In un susseguirsi di continui inabissamenti e ritorni a galla, i brani si alternano tra chiusure claustrofobiche e splendide aperture melodiche, che assomigliano a raggi di luce che, di tanto in tanto, rompono l’oscurità generale. La disperazione nei testi e la presenza minacciosa del male giocano il ruolo principale.
“Quorum’s not the reason
Selfish interest
You’ve got to break the quorum”
Fin dalle prime note di Quorum si ha la sensazione di essere risucchiati in un vortice, di essere costretti a seguire, come ammaliati, la voce di Alan che, strozzata e storpiata, sembra intrappolata in fondo a un pozzo.
Il senso di malessere si fa enorme (“It started up with nothing / To let them win the war / So fast and quick we ran / I couldn’t help but notice”). La percussività marziale di Dancing and Blood annuncia uno dei brani più rappresentativi del disco, che sembra inseguire l’ascoltatore durante una fuga, mentre il cantato di Mimi si libera finalmente, dopo un incedere di chitarre su un finale degno dei migliori Nine Inch Nails.
La toccante e pinkfloydiana Fly rappresenta la fenice che rinasce dalle proprie ceneri, una catarsi improvvisa e ben piazzata nel lungometraggio in bianco e nero che stiamo ascoltando. Qui la voce si solleva eterea e libera. Leave my weary bones and fly, recita l’inciso sottolineato dagli acuti profondi, ma il volo dura poco e la serenità della quiete è immediatamente seguita dalla tempesta. L’ambient di Tempest si annuncia con un tappeto di tastiere e un canto come di voci dall’oltretomba che se nella prima metà del brano risultano riconoscibili, finiscono per essere schiantate e saturate dal vocoder (“Look away / away, look away / Even if you won’t”). Tempest è un grido strozzato in gola durante una discesa negli inferi.

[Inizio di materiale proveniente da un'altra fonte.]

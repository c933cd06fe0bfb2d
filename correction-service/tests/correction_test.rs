mod common;

use axum::body::Body;
use axum::http::{Request, StatusCode};
use common::{json_body, test_config, TestApp};
use correction_service::services::providers::mock::MockProvider;
use serde_json::json;

const WELL_FORMED: &str = "Note: 15/20\nCommentaires:\n- Bon travail\n- Manque de détails";

fn batch(copies: &[&str]) -> serde_json::Value {
    json!({
        "class_level": "Terminale S",
        "exam_subject_id": "Étudier la fonction exponentielle",
        "perfect_answer_id": "La fonction est croissante sur R",
        "student_copies": copies,
    })
}

#[tokio::test]
async fn batch_returns_parsed_grade() {
    let app = TestApp::new(WELL_FORMED);

    let response = app.post_json("/correction/batch", batch(&["Ma copie"])).await;

    assert_eq!(response.status(), StatusCode::OK);
    let body = json_body(response).await;
    assert_eq!(body["grade"], 15.0);
    assert_eq!(body["max_grade"], 20.0);
    assert_eq!(body["comments"], json!(["Bon travail", "Manque de détails"]));
    assert_eq!(body["detailed_feedback"]["analysis"], WELL_FORMED);
    assert!(body["detailed_feedback"].get("error").is_none());
}

#[tokio::test]
async fn batch_grades_only_the_first_copy() {
    let app = TestApp::new(WELL_FORMED);

    let response = app
        .post_json("/correction/batch", batch(&["première copie", "seconde copie"]))
        .await;

    assert_eq!(response.status(), StatusCode::OK);
    let calls = app.provider.calls();
    assert_eq!(calls.len(), 1);
    assert!(calls[0].user.contains("première copie"));
    assert!(!calls[0].user.contains("seconde copie"));
    assert!(calls[0].user.contains("Étudier la fonction exponentielle"));
    assert!(calls[0].user.contains("Notation standard sur 20 points"));
}

#[tokio::test]
async fn batch_passes_grading_criteria_to_the_prompt() {
    let app = TestApp::new(WELL_FORMED);
    let mut body = batch(&["copie"]);
    body["grading_criteria"] = json!({ "raisonnement": 12, "rédaction": "8 points" });

    let response = app.post_json("/correction/batch", body).await;

    assert_eq!(response.status(), StatusCode::OK);
    let user = &app.provider.calls()[0].user;
    assert!(user.contains("- raisonnement: 12"));
    assert!(user.contains("- rédaction: 8 points"));
    assert!(!user.contains("Notation standard"));
}

#[tokio::test]
async fn unreadable_answer_degrades_to_fallback() {
    let app = TestApp::new("Note: quinze\nCommentaires:");

    let response = app.post_json("/correction/batch", batch(&["copie"])).await;

    assert_eq!(response.status(), StatusCode::OK);
    let body = json_body(response).await;
    assert_eq!(body["grade"], 10.0);
    assert_eq!(body["max_grade"], 20.0);
    assert_eq!(body["comments"].as_array().unwrap().len(), 1);
    assert!(body["detailed_feedback"]["error"].is_string());
    assert_eq!(
        body["detailed_feedback"]["raw_analysis"],
        "Note: quinze\nCommentaires:"
    );
}

#[tokio::test]
async fn header_only_answer_has_empty_comments() {
    let app = TestApp::new("Note: 9/20\nCommentaires:\n\n");

    let body = json_body(app.post_json("/correction/batch", batch(&["copie"])).await).await;

    assert_eq!(body["grade"], 9.0);
    assert_eq!(body["comments"], json!([]));
}

#[tokio::test]
async fn empty_batch_is_rejected() {
    let app = TestApp::new(WELL_FORMED);

    let response = app.post_json("/correction/batch", batch(&[])).await;

    assert_eq!(response.status(), StatusCode::UNPROCESSABLE_ENTITY);
    assert_eq!(app.provider.call_count(), 0);
}

#[tokio::test]
async fn malformed_json_is_rejected() {
    let app = TestApp::new(WELL_FORMED);

    let response = app
        .send(
            Request::builder()
                .method("POST")
                .uri("/correction/batch")
                .header("content-type", "application/json")
                .body(Body::from("{\"class_level\": "))
                .unwrap(),
        )
        .await;

    assert!(response.status().is_client_error());
    assert_eq!(app.provider.call_count(), 0);
}

#[tokio::test]
async fn provider_failure_is_an_internal_error() {
    let app = TestApp::with_config(test_config(), MockProvider::failing("upstream exploded"));

    let response = app.post_json("/correction/batch", batch(&["copie"])).await;

    assert_eq!(response.status(), StatusCode::INTERNAL_SERVER_ERROR);
    let body = json_body(response).await;
    assert_eq!(body["error"], "Internal server error");
    assert!(body["details"].as_str().unwrap().contains("upstream exploded"));
}

#[tokio::test]
async fn single_copy_grading_endpoint() {
    let app = TestApp::new("Note: 18/20\nCommentaires:\n- Excellent");

    let response = app
        .post_json(
            "/correction/grade",
            json!({
                "class_level": "Première",
                "exam_subject_text": "Sujet",
                "perfect_answer_text": "Corrigé",
                "student_copy_text": "Copie complète",
            }),
        )
        .await;

    assert_eq!(response.status(), StatusCode::OK);
    let body = json_body(response).await;
    assert_eq!(body["grade"], 18.0);
    assert_eq!(body["comments"], json!(["Excellent"]));
}

#[tokio::test]
async fn ocr_correction_endpoint() {
    let app = TestApp::new("Bonjour le monde\n");

    let response = app
        .post_json(
            "/api/correct",
            json!({ "text": "Bonj0ur le monde", "context": "lettre", "language": "fr" }),
        )
        .await;

    assert_eq!(response.status(), StatusCode::OK);
    let body = json_body(response).await;
    assert_eq!(body["corrected_text"], "Bonjour le monde");
    assert_eq!(body["status"], "success");
    let confidence = body["confidence"].as_f64().unwrap();
    assert!((confidence - 2.0 / 3.0).abs() < 1e-9);

    let call = &app.provider.calls()[0];
    assert!(call.user.contains("Langue: fr"));
    assert!(call.user.contains("lettre"));
}

#[tokio::test]
async fn interpretation_is_stable_across_requests() {
    let app = TestApp::new(WELL_FORMED);

    let first = json_body(app.post_json("/correction/batch", batch(&["copie"])).await).await;
    let second = json_body(app.post_json("/correction/batch", batch(&["copie"])).await).await;

    assert_eq!(first, second);
}
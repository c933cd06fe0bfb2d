use axum::{extract::Request, http::header, middleware::Next, response::IntoResponse};

pub async fn security_headers_middleware(req: Request, next: Next) -> impl IntoResponse {
    let mut response = next.run(req).await;
    let headers = response.headers_mut();

    headers.insert(
        header::X_CONTENT_TYPE_OPTIONS,
        header::HeaderValue::from_static("nosniff"),
    );
    headers.insert(
        header::X_XSS_PROTECTION,
        header::HeaderValue::from_static("1; mode=block"),
    );
    headers.insert(
        header::STRICT_TRANSPORT_SECURITY,
        header::HeaderValue::from_static("max-age=31536000; includeSubDomains"),
    );
    // JSON API only: nothing may be framed or loaded from responses.
    headers.insert(
        header::CONTENT_SECURITY_POLICY,
        header::HeaderValue::from_static("default-src 'none'; frame-ancestors 'none'"),
    );
    headers.insert(
        header::X_FRAME_OPTIONS,
        header::HeaderValue::from_static("DENY"),
    );

    response
}
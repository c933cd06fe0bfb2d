//! Turns the model's free-text grading answer into a [`GradingResult`].
//!
//! The model is asked to answer as
//!
//! ```text
//! Note: 15/20
//! Commentaires:
//! - Bon travail
//! - Manque de détails
//! ```
//!
//! but nothing enforces it. [`parse_grading_response`] is strict about the
//! first line and reports why it gave up; [`interpret`] never fails and
//! substitutes [`fallback_result`] so a human grader still gets something.

use crate::models::{GradingResult, DEFAULT_MAX_GRADE};
use serde_json::json;
use std::collections::HashMap;
use thiserror::Error;

/// `detailed_feedback` key holding the raw model text on success.
pub const ANALYSIS_KEY: &str = "analysis";
/// `detailed_feedback` key present only on the fallback result.
pub const ERROR_KEY: &str = "error";
/// `detailed_feedback` key holding the raw model text on the fallback result.
pub const RAW_ANALYSIS_KEY: &str = "raw_analysis";

/// Grade given when the answer could not be read.
pub const FALLBACK_GRADE: f64 = 10.0;
pub const MANUAL_REVIEW_COMMENT: &str =
    "Erreur dans l'analyse automatique. Merci de vérifier manuellement.";

/// Lines before the first comment: the grade line and a section header.
const HEADER_LINES: usize = 2;

const BULLET: &str = "- ";

#[derive(Debug, Clone, PartialEq, Eq, Error)]
pub enum InterpretError {
    #[error("response is empty")]
    Empty,

    #[error("grade line has no ':' separator: {0:?}")]
    MissingLabel(String),

    #[error("grade line has no '/' separator: {0:?}")]
    MissingScale(String),

    #[error("grade is not a finite number: {0:?}")]
    InvalidGrade(String),
}

/// Parse a model answer, reporting the first thing that does not fit.
pub fn parse_grading_response(raw: &str) -> Result<GradingResult, InterpretError> {
    let grade_line = raw.lines().next().ok_or(InterpretError::Empty)?;
    let grade = parse_grade_line(grade_line)?;

    let comments = raw
        .lines()
        .skip(HEADER_LINES)
        .map(str::trim)
        .filter(|line| !line.is_empty())
        .map(|line| line.strip_prefix(BULLET).unwrap_or(line).trim().to_string())
        .collect();

    let mut detailed_feedback = HashMap::new();
    detailed_feedback.insert(ANALYSIS_KEY.to_string(), json!(raw));

    Ok(GradingResult {
        grade,
        max_grade: DEFAULT_MAX_GRADE,
        comments,
        detailed_feedback,
    })
}

/// `<label>: <grade>/<max>`; the stated max is not used.
fn parse_grade_line(line: &str) -> Result<f64, InterpretError> {
    let value = line
        .split(':')
        .nth(1)
        .ok_or_else(|| InterpretError::MissingLabel(line.to_string()))?;

    let (grade, _max) = value
        .trim()
        .split_once('/')
        .ok_or_else(|| InterpretError::MissingScale(line.to_string()))?;

    let grade = grade.trim();
    grade
        .parse::<f64>()
        .ok()
        .filter(|g| g.is_finite())
        .ok_or_else(|| InterpretError::InvalidGrade(grade.to_string()))
}

/// Safe default returned when the answer cannot be read.
pub fn fallback_result(raw: &str, reason: &InterpretError) -> GradingResult {
    let mut detailed_feedback = HashMap::new();
    detailed_feedback.insert(ERROR_KEY.to_string(), json!(reason.to_string()));
    detailed_feedback.insert(RAW_ANALYSIS_KEY.to_string(), json!(raw));

    GradingResult {
        grade: FALLBACK_GRADE,
        max_grade: DEFAULT_MAX_GRADE,
        comments: vec![MANUAL_REVIEW_COMMENT.to_string()],
        detailed_feedback,
    }
}

/// Best-effort interpretation; never fails.
pub fn interpret(raw: &str) -> GradingResult {
    match parse_grading_response(raw) {
        Ok(result) => result,
        Err(reason) => {
            tracing::warn!(error = %reason, "Grading response did not match the expected format");
            fallback_result(raw, &reason)
        }
    }
}

#[cfg(test)]
mod tests {
    use super::*;

    #[test]
    fn well_formed_response() {
        let raw = "Note: 15/20\nCommentaires:\n- Bon travail\n- Manque de détails";
        let result = interpret(raw);

        assert_eq!(result.grade, 15.0);
        assert_eq!(result.max_grade, 20.0);
        assert_eq!(result.comments, vec!["Bon travail", "Manque de détails"]);
        assert_eq!(result.detailed_feedback[ANALYSIS_KEY], json!(raw));
        assert!(!result.is_fallback());
    }

    #[test]
    fn non_numeric_grade_falls_back() {
        let raw = "Note: quinze\nCommentaires:";
        let result = interpret(raw);

        assert_eq!(result.grade, FALLBACK_GRADE);
        assert_eq!(result.max_grade, 20.0);
        assert_eq!(result.comments, vec![MANUAL_REVIEW_COMMENT]);
        assert!(result.detailed_feedback.contains_key(ERROR_KEY));
        assert_eq!(result.detailed_feedback[RAW_ANALYSIS_KEY], json!(raw));
    }

    #[test]
    fn missing_slash_is_rejected() {
        assert_eq!(
            parse_grading_response("Note: 15\nCommentaires:"),
            Err(InterpretError::MissingScale("Note: 15".to_string()))
        );
        assert!(interpret("Note: 15\nCommentaires:").is_fallback());
    }

    #[test]
    fn missing_colon_is_rejected() {
        assert!(matches!(
            parse_grading_response("15/20\n\n- ok"),
            Err(InterpretError::MissingLabel(_))
        ));
    }

    #[test]
    fn empty_input_is_rejected() {
        assert_eq!(parse_grading_response(""), Err(InterpretError::Empty));
        assert!(interpret("").is_fallback());
    }

    #[test]
    fn no_comment_lines_gives_empty_comments() {
        let result = interpret("Note: 12.5/20\nCommentaires:");
        assert_eq!(result.grade, 12.5);
        assert!(result.comments.is_empty());
        assert!(!result.is_fallback());

        let result = interpret("Note: 8/20");
        assert_eq!(result.grade, 8.0);
        assert!(result.comments.is_empty());
    }

    #[test]
    fn blank_lines_and_bullets() {
        let raw = "Note : 14 / 20\n\n- Bonne introduction\n\n   \nConclusion trop courte\n-Sans espace";
        let result = interpret(raw);

        assert_eq!(result.grade, 14.0);
        assert_eq!(
            result.comments,
            vec!["Bonne introduction", "Conclusion trop courte", "-Sans espace"]
        );
    }

    #[test]
    fn crlf_line_endings() {
        let result = interpret("Note: 17/20\r\nCommentaires:\r\n- Très bien\r\n");
        assert_eq!(result.grade, 17.0);
        assert_eq!(result.comments, vec!["Très bien"]);
    }

    #[test]
    fn stated_maximum_is_ignored() {
        let result = interpret("Note: 7/10\nCommentaires:\n- Moyen");
        assert_eq!(result.grade, 7.0);
        assert_eq!(result.max_grade, 20.0);
    }

    #[test]
    fn grade_comes_from_segment_after_first_colon() {
        let result = interpret("Note: 16/20: très bien\nCommentaires:");
        assert_eq!(result.grade, 16.0);
    }

    #[test]
    fn non_finite_grade_is_rejected() {
        assert!(matches!(
            parse_grading_response("Note: NaN/20"),
            Err(InterpretError::InvalidGrade(_))
        ));
        assert!(interpret("Note: inf/20").is_fallback());
    }

    #[test]
    fn interpretation_is_idempotent() {
        for raw in [
            "Note: 15/20\nCommentaires:\n- Bon travail",
            "Note: quinze\nCommentaires:",
        ] {
            assert_eq!(interpret(raw), interpret(raw));
        }
    }

    #[test]
    fn only_dash_space_marker_is_stripped() {
        let parsed =
            parse_grading_response("Note: 12/20\nCommentaires:\n-Sans espace\n- Avec espace -")
                .unwrap();
        assert_eq!(parsed.comments, vec!["-Sans espace", "Avec espace -"]);
    }
}
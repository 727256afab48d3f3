//! 캐싱 계층 모듈
//!
//! 세션 저장소가 사용하는 만료 기반 키-값 캐시를 [`Cache`] trait으로 추상화합니다.
//! 저장소는 전역 싱글톤이 아니라 생성자로 주입받은 `Arc<dyn Cache>`만 사용합니다.
//!
//! # 구현체
//!
//! - [`redis::RedisClient`] - `ConnectionManager` 기반 Redis 백엔드
//! - [`memory::InMemoryCache`] - 프로세스 내부 캐시 (개발 및 테스트용)
//!
//! # 사용 예제
//!
//! ```rust,ignore
//! use std::sync::Arc;
//! use session_token_store::caching::{Cache, redis::RedisClient};
//!
//! let cache: Arc<dyn Cache> = Arc::new(RedisClient::from_env().await?);
//! ```
//!
//! # 환경 설정
//!
//! ```bash
//! REDIS_URL=redis://localhost:6379  # 기본값
//! ```

pub mod memory;
pub mod redis;

use async_trait::async_trait;
use std::time::Duration;

use crate::core::context::OpContext;
use crate::core::errors::CacheError;

/// 집합 멤버 제거 결과
#[derive(Debug, Clone, Copy, PartialEq, Eq)]
pub enum SetRemoval {
    /// 원자적으로 제거됨. 실제로 제거된 멤버 수
    Removed(u64),
    /// 백엔드에 원자적 제거 명령이 없음. 호출자는 CAS 경로를 사용해야 함
    Unsupported,
}

/// 만료 기반 키-값 캐시
///
/// 모든 명령은 키 단위로 원자적이어야 하며, 호출자 컨텍스트의 취소와 기한을 따라야 합니다.
/// 실패는 [`CacheError::is_transient`]로 재시도 가능 여부를 구분합니다.
#[async_trait]
pub trait Cache: Send + Sync {
    /// `SET key value PX ttl`
    async fn set_ex(
        &self,
        ctx: &OpContext,
        key: &str,
        value: &str,
        ttl: Duration,
    ) -> Result<(), CacheError>;

    /// `GET key`
    async fn get(&self, ctx: &OpContext, key: &str) -> Result<Option<String>, CacheError>;

    /// `GETDEL key`. 값을 읽으면서 원자적으로 삭제합니다.
    async fn get_del(&self, ctx: &OpContext, key: &str) -> Result<Option<String>, CacheError>;

    /// `DEL key...`. 실제로 삭제된 키 수를 반환합니다.
    async fn del(&self, ctx: &OpContext, keys: &[String]) -> Result<u64, CacheError>;

    /// `SADD key member...`
    async fn sadd(&self, ctx: &OpContext, key: &str, members: &[String])
    -> Result<u64, CacheError>;

    /// `SREM key member...`
    ///
    /// 다른 멤버와 집합 TTL을 건드리지 않는 원자적 제거여야 합니다.
    async fn srem(
        &self,
        ctx: &OpContext,
        key: &str,
        members: &[String],
    ) -> Result<SetRemoval, CacheError>;

    /// `SMEMBERS key`
    async fn smembers(&self, ctx: &OpContext, key: &str) -> Result<Vec<String>, CacheError>;

    /// `PEXPIRE key ttl`. 키가 없으면 `false`
    ///
    /// TTL을 줄일 수도 있으므로 세션 저장소는 [`Cache::extend_ttl`]을 쓰고,
    /// 이 명령은 다른 호출자를 위한 캐시 기본 명령으로 남겨 둡니다.
    async fn expire(&self, ctx: &OpContext, key: &str, ttl: Duration) -> Result<bool, CacheError>;

    /// 키의 TTL을 최소 `ttl` 이상으로 늘립니다. 절대 줄이지 않습니다.
    ///
    /// 키가 없으면 `false`
    async fn extend_ttl(
        &self,
        ctx: &OpContext,
        key: &str,
        ttl: Duration,
    ) -> Result<bool, CacheError>;

    /// 집합 멤버와 현재 버전을 함께 읽습니다 (CAS 경로 전용).
    async fn smembers_versioned(
        &self,
        _ctx: &OpContext,
        _key: &str,
    ) -> Result<(Vec<String>, u64), CacheError> {
        Err(CacheError::Unsupported("versioned SMEMBERS"))
    }

    /// 버전이 일치할 때만 집합 내용을 교체합니다 (CAS 경로 전용).
    ///
    /// 교체 시 집합 TTL은 유지되어야 하며, 빈 목록이면 키를 삭제합니다.
    /// 버전이 달라 교체하지 못했으면 `false`
    async fn replace_members_if_version(
        &self,
        _ctx: &OpContext,
        _key: &str,
        _version: u64,
        _members: &[String],
    ) -> Result<bool, CacheError> {
        Err(CacheError::Unsupported("versioned set replace"))
    }

    /// 연결 상태 확인
    async fn ping(&self, ctx: &OpContext) -> Result<(), CacheError>;
}
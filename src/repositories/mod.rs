//! 데이터 액세스 계층을 담당하는 리포지토리 모듈
//!
//! 사용자 레코드는 외부 관계형 저장소가 소유하며, 이 크레이트는 이미 검증된
//! 숫자 사용자 ID만 받습니다. 여기서는 캐시 기반 세션 저장소만 제공합니다.

pub mod sessions;
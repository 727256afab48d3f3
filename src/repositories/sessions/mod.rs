//! Refresh Token 세션 저장소 모듈
//!
//! 토큰 → 사용자 정방향 인덱스와 사용자 → 토큰 집합 역방향 인덱스를 함께 관리합니다.
//!
//! # Features
//!
//! - **발급/조회**: 토큰 수명과 같은 TTL로 정방향 매핑 저장
//! - **단일 폐기**: 원자적 `SREM`으로 다른 세션에 영향 없이 제거 (로그아웃 재시도 안전)
//! - **일괄 폐기**: 사용자 전체 세션 폐기, 부분 실패 시 남은 토큰 보고
//! - **토큰 교환**: `GETDEL`로 이전 토큰을 한 번만 소비
//!
//! # Usage
//!
//! ```rust,ignore
//! use session_token_store::repositories::sessions::SessionTokenStore;
//!
//! let store = SessionTokenStore::new(cache, SessionConfig::from_env());
//!
//! store.issue(&ctx, 42, "tok-A", Duration::from_secs(3600)).await?;
//! assert_eq!(store.resolve(&ctx, "tok-A").await?, 42);
//! store.revoke_all_for_user(&ctx, 42).await?;
//! ```

pub mod session_store;

pub use session_store::*;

“Everybody says that the war is over
But it isn’t something you forget so easy”
La guerra, tema caro alla band Americana, impersona uno dei mali che ossessionano il disco, quasi a suggerirci che anche se non la vediamo direttamente, essa è sempre presente come uno spettro sopra le nostre teste. Così il messaggio di speranza che arriva nascosto nella litania cicaleggiante di Always Up è solo passeggero perché i tonfi che cadenzano il capolavoro dell’album, Always trying to work it out, entrano in scena come passi di un gigante pronto a calpestarci in quello che è un atto di presa di coscienza dell’impotenza umana.
“It’s more let it out than let it go
It’s not the end, it’s just the end of hope”
Dancing and Fire (alterego di Dancing and Blood?) apre le danze sul finale di questo viaggio oscuro e ci restituisce una ballata in puro stile Low che canta la fine della speranza.
Il trittico composto da Poor Sucker, Rome e Disarray chiude egregiamente l’album con la stessa potenza espressiva con cui le prime tre tracce iniziali lo aprivano, restituendo una perfetta composizione geometrica all’opera.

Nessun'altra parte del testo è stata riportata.